Rescue dogs

You can usually judge the character of a puppy within a day or two. This is not always the case with rescue dogs. You could take on a dog with a lovely temperament who is scared and so may seem to show aggressive tendencies due to fear. You could have a very strong dog who seems very biddable while he tries to judge the weak one in the family who he can manipulate to get his own way.
It is important to let a rescue dog know exactly what his boundaries are (in the nicest possible way, of course) He is probably quite confused having gone from one house to another and you are not doing him any favours if you let him have a ‘settling in period’ when he can do what he wants.
He may have come from a household who sometimes let him get away with things and other times came down on him hard if he misbehaved. So, if you ask him to do something make sure he does it by luring if necessary and rewarding him when he gets it right. If you don’t want him to do something i.e. get on the furniture, don’t let him do it from the start.


Don’t keep trying to pet your dog or give him cuddles; let him come to you. It can be quite frightening for the dog if you keep ‘grabbing’ him. Many dogs, even ones with good temperaments, are not ‘cuddly’ dogs. You must respect this and not force him. You may find he demands ‘excessive cuddles; this may means he feels insecure and you could make him worse by constantly cuddling him.


Don’t get too hung up on being the leader of the pack. Everybody has to conform to rules; even us. Dogs learn to do what they have to, to get what they want. They soon learn who the ‘softest’ one is who will feed them treats for nothing. The dog won’t respect them and won’t bother to do what they tell them because they know they can get their own way and still get treats.
Be consistent and follow through your commands and never give a titbit for nothing. Do not give praise for nothing, but make sure you give praise and rewards to the dog doing what you want.


It is fine to change his name. Don’t make the mistake of just saying it over and over to get him used to it. To start with, when he looks at you, say his new name and reward. Say his name when he is giving you attention. This will teach him to look at you when he hears his name. Then start saying it when he is not looking at you, but not engrossed in something, then build it up to using it when you want him to do something. Try not to use his name if you are going to scold him.

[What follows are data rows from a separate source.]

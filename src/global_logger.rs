// SPDX-License-Identifier: MIT OR Apache-2.0

//! The process-wide default logger.
//!
//! Most code is better served by an explicit [`Logger`] passed to where it is
//! needed. For quick print-style debugging, the crate's macros
//! ([`printf!`](crate::printf), [`print_traced!`](crate::print_traced), ...)
//! log through a global logger instead.
//!
//! # Default Behavior
//!
//! On first use the global logger is built from [`Config::from_env`] and writes
//! to stderr. If the environment holds an invalid setting, the defaults are
//! used and the problem is reported as the first log line.
//!
//! # Thread Safety
//!
//! The logger is held in an [`ArcSwap`]. Every logging call loads it without
//! locking; replacing it is a single atomic store. Lines already being written
//! by the previous logger finish on the previous logger.
//!
//! # Examples
//!
//! ```
//! use logx::{Config, InMemorySink, Logger, set_global_logger};
//! use std::sync::Arc;
//!
//! let sink = Arc::new(InMemorySink::new());
//! set_global_logger(Logger::new(Config::default(), sink.clone()));
//!
//! logx::printf!("cache warmed in {} ms", 12);
//! assert!(sink.drain_logs().contains("cache warmed in 12 ms"));
//! ```

use crate::config::Config;
use crate::console_sink::ConsoleSink;
use crate::logger::Logger;
use crate::sink::Sink;
use arc_swap::ArcSwap;
use std::sync::{Arc, OnceLock};

static GLOBAL_LOGGER: OnceLock<ArcSwap<Logger>> = OnceLock::new();

fn initial_logger() -> Logger {
    let sink = Arc::new(ConsoleSink::stderr());
    match Config::from_env() {
        Ok(config) => Logger::new(config, sink),
        Err(err) => {
            let logger = Logger::new(Config::default(), sink);
            logger.print_at(
                file!(),
                line!(),
                format_args!("ignoring logx environment settings: {err}"),
            );
            logger
        }
    }
}

fn slot() -> &'static ArcSwap<Logger> {
    GLOBAL_LOGGER.get_or_init(|| ArcSwap::from_pointee(initial_logger()))
}

/// The current global logger.
pub fn global_logger() -> Arc<Logger> {
    slot().load_full()
}

/// Replaces the global logger, returning the previous one.
pub fn set_global_logger(logger: Logger) -> Arc<Logger> {
    slot().swap(Arc::new(logger))
}

/// Points the global logger at `sink`, keeping its settings.
pub fn log_to(sink: Arc<dyn Sink>) {
    slot().rcu(|current| current.with_sink(sink.clone()));
}

/// Sends global log lines to stdout.
pub fn log_to_stdout() {
    log_to(Arc::new(ConsoleSink::stdout()));
}

/// Silences the global logger until [`enable`] is called.
pub fn disable() {
    global_logger().disable();
}

pub fn enable() {
    global_logger().enable();
}

#[cfg(test)]
mod tests {
    use super::*;
    use crate::inmemory_sink::InMemorySink;
    use std::sync::Mutex;
    use std::thread;

    static TEST_LOGGER_GUARD: Mutex<()> = Mutex::new(());

    #[test]
    fn set_returns_previous() {
        let _guard = TEST_LOGGER_GUARD.lock().unwrap();
        let first = Arc::new(InMemorySink::new());
        set_global_logger(Logger::new(Config::default(), first.clone()));
        let previous = set_global_logger(Logger::default());
        previous.printf(format_args!("to first"));
        assert!(first.drain_logs().contains("to first"));
    }

    #[test]
    fn log_to_keeps_config() {
        let _guard = TEST_LOGGER_GUARD.lock().unwrap();
        let config = Config::default().with_trailing_dirs(0).with_column_width(10);
        set_global_logger(Logger::new(config.clone(), Arc::new(InMemorySink::new())));

        let sink = Arc::new(InMemorySink::new());
        log_to(sink.clone());
        assert_eq!(global_logger().config(), &config);

        global_logger().print(format_args!("after log_to"));
        assert!(sink.drain_logs().contains("after log_to"));
    }

    #[test]
    fn disable_and_enable() {
        let _guard = TEST_LOGGER_GUARD.lock().unwrap();
        let sink = Arc::new(InMemorySink::new());
        set_global_logger(Logger::new(Config::default(), sink.clone()));

        disable();
        crate::printf!("dropped");
        assert_eq!(sink.drain_logs(), "");

        enable();
        crate::printf!("kept {}", 1);
        assert!(sink.drain_logs().contains("kept 1"));
    }

    #[test]
    fn concurrent_swaps_and_logging() {
        let _guard = TEST_LOGGER_GUARD.lock().unwrap();
        let sink = Arc::new(InMemorySink::new());
        set_global_logger(Logger::new(Config::default(), sink.clone()));

        let writers: Vec<_> = (0..4)
            .map(|i| {
                thread::spawn(move || {
                    for j in 0..20 {
                        global_logger().print(format_args!("{i}/{j}"));
                    }
                })
            })
            .collect();
        let swapper = {
            let sink = sink.clone();
            thread::spawn(move || {
                for _ in 0..20 {
                    log_to(sink.clone());
                }
            })
        };
        for handle in writers {
            handle.join().expect("Thread should complete successfully");
        }
        swapper.join().expect("Thread should complete successfully");

        assert_eq!(sink.drain_lines().len(), 80);
    }
}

If you have a rescue dog it may not seem to be housetrained. This could be that it has never been taught, or has been in kennels for a while and got out of the habit, or it could just be stress or even that he doesn't know where the door is. Whatever the reason, treat it just as you would a puppy that has not been housetrained.
To prevent accidents in the house and to teach him where he should toilet you need to put him into the garden at regular intervals:
When he wakes up
After a meal
After he has been playing
After an hour from the previous time
If he shows signs of wanting to go out
When he goes out, if he doesn’t go within 3 minutes, go indoors but let him out after 20 minutes.
Restrict where he can wander in the house without your attention, so can’t find nice corners to go to the toilet.
It is no good scolding him if he has an accident; it will just make him more stressed; be more vigilant watching for signs that he wants to go out.
If he 'misbehaves', don't assume the behaviour will improve with time. Make sure he does what you want and praise and reward when he does it correctly. Get help from a trainer or dog club.